##### MATERIAL SUPPLIED #####
use std::fs::File;
use std::io::{self, Read, Write};
use std::path::Path;

use log::{info, trace};

use crate::bitstream::bitreader::BitReader;
use crate::error::Result;
use crate::huffman_coding::header::read_header;
use crate::huffman_coding::huffman::HuffmanTree;
use crate::tools::cli::HufOpts;
use crate::tools::file_io::{decompressed_name, OutputFile};

/// Decoded bytes held before they are written to the sink.
const OUT_BUFFER: usize = 64 * 1024;

/// What a decode call produced.
#[derive(Clone, Copy, Debug, Default, PartialEq, Eq)]
pub struct DecodeStats {
    /// Compressed bytes consumed, including the padded last byte.
    pub input_bytes: u64,
    pub output_bytes: u64,
}

/// Decode a compressed stream from `input` onto `output`.
///
/// The header says exactly how many symbols follow, so decoding stops as soon as that many
/// have been written and the padding bits are never looked at.
pub fn decode<R: Read, W: Write>(input: &mut R, output: &mut W) -> Result<DecodeStats> {
    let mut br = BitReader::new(input)?;
    let table = read_header(&mut br)?;
    let total = table.total();
    info!(
        "Header lists {} symbols, {} distinct.",
        total,
        table.distinct()
    );
    if total == 0 {
        output.flush()?;
        return Ok(DecodeStats {
            input_bytes: (br.bits_read() + 7) / 8,
            output_bytes: 0,
        });
    }

    let tree = HuffmanTree::build(&table)?;
    let root = tree.root();
    let mut buf: Vec<u8> = Vec::with_capacity(OUT_BUFFER);
    let mut emitted = 0_u64;

    if let Some(symbol) = tree.symbol(root) {
        // A lone symbol has the one bit code 0; each occurrence still uses its bit.
        trace!("Single symbol stream of {:#04x}.", symbol);
        while emitted < total {
            br.bit()?;
            buf.push(symbol);
            emitted += 1;
            if buf.len() == OUT_BUFFER {
                output.write_all(&buf)?;
                buf.clear();
            }
        }
    } else {
        let mut node = root;
        while emitted < total {
            node = tree.step(node, br.bit()?);
            if let Some(symbol) = tree.symbol(node) {
                buf.push(symbol);
                emitted += 1;
                node = root;
                if buf.len() == OUT_BUFFER {
                    output.write_all(&buf)?;
                    buf.clear();
                }
            }
        }
    }
    output.write_all(&buf)?;
    output.flush()?;

    let stats = DecodeStats {
        input_bytes: (br.bits_read() + 7) / 8,
        output_bytes: emitted,
    };
    info!(
        "Decoded {} bytes from {} compressed bytes.",
        stats.output_bytes, stats.input_bytes
    );
    Ok(stats)
}

/// Decode a compressed buffer into a new buffer.
pub fn decode_bytes(data: &[u8]) -> Result<Vec<u8>> {
    let mut out = Vec::new();
    decode(&mut &data[..], &mut out)?;
    Ok(out)
}

/// Decompress one file, writing it without its last extension or to standard out.
pub fn decompress_file(opts: &HufOpts, path: &Path) -> Result<DecodeStats> {
    let mut fin = File::open(path)?;
    let out_path = decompressed_name(path);
    let mut out = OutputFile::create(opts, &out_path)?;

    match decode(&mut fin, &mut out) {
        Ok(stats) => {
            out.commit()?;
            info!(
                "{}: {} -> {} bytes.",
                path.display(),
                stats.input_bytes,
                stats.output_bytes
            );
            Ok(stats)
        }
        Err(e) => {
            out.discard();
            Err(e)
        }
    }
}

/// Decode a file without keeping the output, to check that it is intact.
pub fn test_file(path: &Path) -> Result<DecodeStats> {
    let mut fin = File::open(path)?;
    let stats = decode(&mut fin, &mut io::sink())?;
    info!("{}: ok, {} bytes.", path.display(), stats.output_bytes);
    Ok(stats)
}

/// Decompress standard input to standard output.
pub fn decompress_stdin() -> Result<DecodeStats> {
    let stdin = io::stdin();
    let stdout = io::stdout();
    let mut input = stdin.lock();
    let mut out = stdout.lock();
    decode(&mut input, &mut out)
}

#[cfg(test)]
mod test {
    use super::{decode, decode_bytes, decompress_file, test_file};
    use crate::compression::compress::{compress_file, encode_bytes};
    use crate::error::HufError;
    use crate::huffman_coding::code_table::CodeTable;
    use crate::huffman_coding::header::header_bits;
    use crate::huffman_coding::huffman::HuffmanTree;
    use crate::tools::cli::HufOpts;
    use crate::tools::freq_count::FrequencyTable;

    fn round_trip(data: &[u8]) {
        let packed = encode_bytes(data).unwrap();
        assert_eq!(decode_bytes(&packed).unwrap(), data);
    }

    #[test]
    fn small_round_trip_test() {
        let packed = encode_bytes(b"AAAAABBBCD").unwrap();
        let mut out = Vec::new();
        let stats = decode(&mut packed.as_slice(), &mut out).unwrap();
        assert_eq!(out, b"AAAAABBBCD");
        assert_eq!(stats.output_bytes, 10);
        assert_eq!(stats.input_bytes, 71);
    }

    #[test]
    fn single_symbol_test() {
        round_trip(b"x");
        round_trip(&[0_u8; 1000]);
        round_trip(&[255_u8; 100_000]);
    }

    #[test]
    fn all_symbols_test() {
        let all: Vec<u8> = (0..=255).collect();
        round_trip(&all);
        let packed = encode_bytes(&all).unwrap();
        // 512 class bits, 256 byte counts, then 256 eight bit codes
        assert_eq!(packed.len(), 64 + 256 + 256);
    }

    #[test]
    fn text_round_trip_test() {
        let text = "It was the best of times, it was the worst of times, it was the age of \
                    wisdom, it was the age of foolishness...\n"
            .repeat(50);
        round_trip(text.as_bytes());
    }

    #[test]
    fn wide_counts_test() {
        // Counts needing 16 and 32 bit header fields
        let mut data = vec![b'a'; 70_000];
        data.extend(vec![b'b'; 300]);
        data.extend(vec![b'c'; 2]);
        data.extend((0..=255).collect::<Vec<u8>>());
        round_trip(&data);
    }

    #[test]
    fn pseudo_random_test() {
        let mut state = 0x2545_f491_u32;
        let data: Vec<u8> = (0..200_000)
            .map(|_| {
                state ^= state << 13;
                state ^= state >> 17;
                state ^= state << 5;
                // Skew toward low values
                (state % 256) as u8 & (state >> 8) as u8
            })
            .collect();
        round_trip(&data);
    }

    #[test]
    fn payload_size_test() {
        let data = b"AAAAABBBCD";
        let table = FrequencyTable::from_bytes(data);
        let codes = CodeTable::from_tree(&HuffmanTree::build(&table).unwrap());
        let bits = header_bits(&table).unwrap() + codes.encoded_bits();
        assert_eq!(encode_bytes(data).unwrap().len() as u64, (bits + 7) / 8);
    }

    #[test]
    fn skewed_compresses_test() {
        let mut data = vec![b'e'; 50_000];
        data.extend(vec![b't'; 20_000]);
        data.extend(vec![b'q'; 100]);
        let packed = encode_bytes(&data).unwrap();
        let table = FrequencyTable::from_bytes(&data);
        // Never beyond the largest header plus the optimal payload
        let codes = CodeTable::from_tree(&HuffmanTree::build(&table).unwrap());
        let bound = 256 * 34 + 1 + codes.encoded_bits();
        assert!((packed.len() as u64) * 8 <= bound + 7);
        assert!(packed.len() < data.len() / 4);
    }

    #[test]
    fn truncated_payload_test() {
        let packed = encode_bytes(b"AAAAABBBCD").unwrap();
        // 560 of the 561 needed bits
        assert!(matches!(
            decode_bytes(&packed[..70]),
            Err(HufError::TruncatedStream { bits_read: 560 })
        ));
        assert!(matches!(
            decode_bytes(&packed[..68]),
            Err(HufError::TruncatedStream { .. })
        ));
    }

    #[test]
    fn truncated_single_symbol_test() {
        let packed = encode_bytes(&[9_u8; 40]).unwrap();
        assert!(matches!(
            decode_bytes(&packed[..packed.len() - 1]),
            Err(HufError::TruncatedStream { .. })
        ));
    }

    #[test]
    fn empty_stream_test() {
        assert!(matches!(
            decode_bytes(&[]),
            Err(HufError::TruncatedStream { bits_read: 0 })
        ));
    }

    #[test]
    fn zero_symbol_header_test() {
        // All classes absent: nothing to decode, trailing bytes are left unread
        let mut data = vec![0_u8; 64];
        data.push(0xff);
        let mut out = Vec::new();
        let stats = decode(&mut data.as_slice(), &mut out).unwrap();
        assert!(out.is_empty());
        assert_eq!(stats.input_bytes, 64);
    }

    #[test]
    fn file_round_trip_test() {
        let dir = std::env::temp_dir().join(format!("huffpack-decompress-{}", std::process::id()));
        std::fs::create_dir_all(&dir).unwrap();
        let path = dir.join("story.txt");
        let text = "the quick brown fox jumps over the lazy dog\n".repeat(100);
        std::fs::write(&path, &text).unwrap();
        let _ = std::fs::remove_file(dir.join("story.txt.huf"));

        compress_file(&HufOpts::new(), &path).unwrap();
        std::fs::remove_file(&path).unwrap();
        let packed = dir.join("story.txt.huf");
        assert_eq!(test_file(&packed).unwrap().output_bytes, text.len() as u64);

        decompress_file(&HufOpts::new(), &packed).unwrap();
        assert_eq!(std::fs::read_to_string(&path).unwrap(), text);
    }

    #[test]
    fn file_truncated_test() {
        let dir = std::env::temp_dir().join(format!("huffpack-decompress-{}", std::process::id()));
        std::fs::create_dir_all(&dir).unwrap();
        let packed = dir.join("cut.bin.huf");
        let full = encode_bytes(b"AAAAABBBCD").unwrap();
        std::fs::write(&packed, &full[..69]).unwrap();
        let _ = std::fs::remove_file(dir.join("cut.bin"));

        assert!(matches!(
            decompress_file(&HufOpts::new(), &packed),
            Err(HufError::TruncatedStream { .. })
        ));
        assert!(!dir.join("cut.bin").exists());
        assert!(test_file(&packed).is_err());
    }
}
#####
■ ASSIGNMENT: In the entries above, find the line holding "node = tree.step(node, br.bit()?);" and the line holding "match decode(&mut fin, &mut", then retype exactly those two lines and every line between them, and nothing else.

■ RESPONSE BELOW:
            node = tree.step(node, br.bit()?);
            if let Some(symbol) = tree.symbol(node) {
                buf.push(symbol);
                emitted += 1;
                node = root;
                if buf.len() == OUT_BUFFER {
                    output.write_all(&buf)?;
                    buf.clear();
                }
            }
        }
    }
    output.write_all(&buf)?;
    output.flush()?;

    let stats = DecodeStats {
        input_bytes: (br.bits_read() + 7) / 8,
        output_bytes: emitted,
    };
    info!(
        "Decoded {} bytes from {} compressed bytes.",
        stats.output_bytes, stats.input_bytes
    );
    Ok(stats)
}

/// Decode a compressed buffer into a new buffer.
pub fn decode_bytes(data: &[u8]) -> Result<Vec<u8>> {
    let mut out = Vec::new();
    decode(&mut &data[..], &mut out)?;
    Ok(out)
}

/// Decompress one file, writing it without its last extension or to standard out.
pub fn decompress_file(opts: &HufOpts, path: &Path) -> Result<DecodeStats> {
    let mut fin = File::open(path)?;
    let out_path = decompressed_name(path);
    let mut out = OutputFile::create(opts, &out_path)?;

    match decode(&mut fin, &mut out) {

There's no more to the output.